しかし逆の見方をすれば,「これだけ出来れば未経験でも採用できるかも知れませんよ」という基準を示してくれているという意味でもある.これほど重要なヒントがあるだろうか.質問に答えられなくて落ち込んでいる場合ではない.あなたが次にするべきは,答えられなかった質問に答えられるようにスキルを磨くことである.そのスキルは相手の要求から来ているのだから,そのスキルを身に着けておけば他の会社であっても目を引ける可能性はある.
大体,同じような業務内容で同じようなポジションならば,最低限要求してくるスキルは大体同じようなものになる傾向にある.だから数多く同じようなポジションに応募することで,どういったスキルが必要なのかを自然と見極められるようになるのである.そうすればいずれ要求水準を超えられるだけのエンジニアになれそうな気がしないだろうか.実際,筆者は面接の場で現役エンジニアにボコボコにされながら足りないものを少しずつ増やしていった.
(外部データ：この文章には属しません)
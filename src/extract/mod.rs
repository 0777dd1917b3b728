// src/extract/mod.rs
// =============================================================================
// This module contains everything that works on text, with no networking:
//
// Submodules:
// - normalize: Turns a raw input line into a fetchable URL
// - matcher: Decides whether one link is a social media / app store handle
// - scanner: Runs the matcher over every link of an HTML page
// =============================================================================

mod matcher;
mod normalize;
mod scanner;

pub use matcher::{match_handle, match_url, Handle, MatchError, Platform};
pub use normalize::{normalize_url, NormalizeError};
pub use scanner::{declared_charset, scan_page, HandleMap, LinkScanner, ScanReport};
当時の自分の場合,テストの書き方,オブジェクト指向でのコード設計,Linuxで負荷状況を調べる方法,MySQLでのexplainの使い方とクエリの改善方法などが,面接の場で初めて学んだ要求スキルである.あと,普段からどれぐらい情報収集しているかもよく聞かれたので,企業の技術ブログを読む習慣も付いたように思う.
おわりに
以上が自分が考えるエンジニアになるための最短コースである.まとめると,
1. 面接の場数を増やす
2. 今の自分に足りないものを知る
3. 2で知った自分に足りないものを勉強する.
4. 1に戻る
といった感じになる.足りないものを勉強する手段として前述したようなProgateなどのオンライン教材やプログラミングスクールを活用すれば良いのであって,最初から決まりきった手順のように勉強に手を出す必要は必ずしもない.もっとも,人生で一行もコードを書いたことがないというのであれば話は別であるが,そもそもなんでそういう人がエンジニアを目指そうとしているのか理解できない.「1音も鳴らしたことないけどプロのギタリストを目指してこれから勉強するのでギタリストとして採用してください」と言っているようなもんである.なのでそういう人までこの記事でフォローできないのはご勘弁願いたい.
いずれにせよ,いくらtutorialをこなしても見栄えのするポートフォリオを沢山作ったとしても,本当に企業から求められているスキルをあなたが満たしているかどうかは分からないのである.ちなみに自分は,過去の面接でオブジェクト指向の簡単な概念と使い所を説明せよと質問され,全く答えられなかった経験がある.classを使えるのとOOPの知識はまた別物であったが,OOPの設計思想の重要性は案外入門書やtutorialでは教えてくれなかったりする.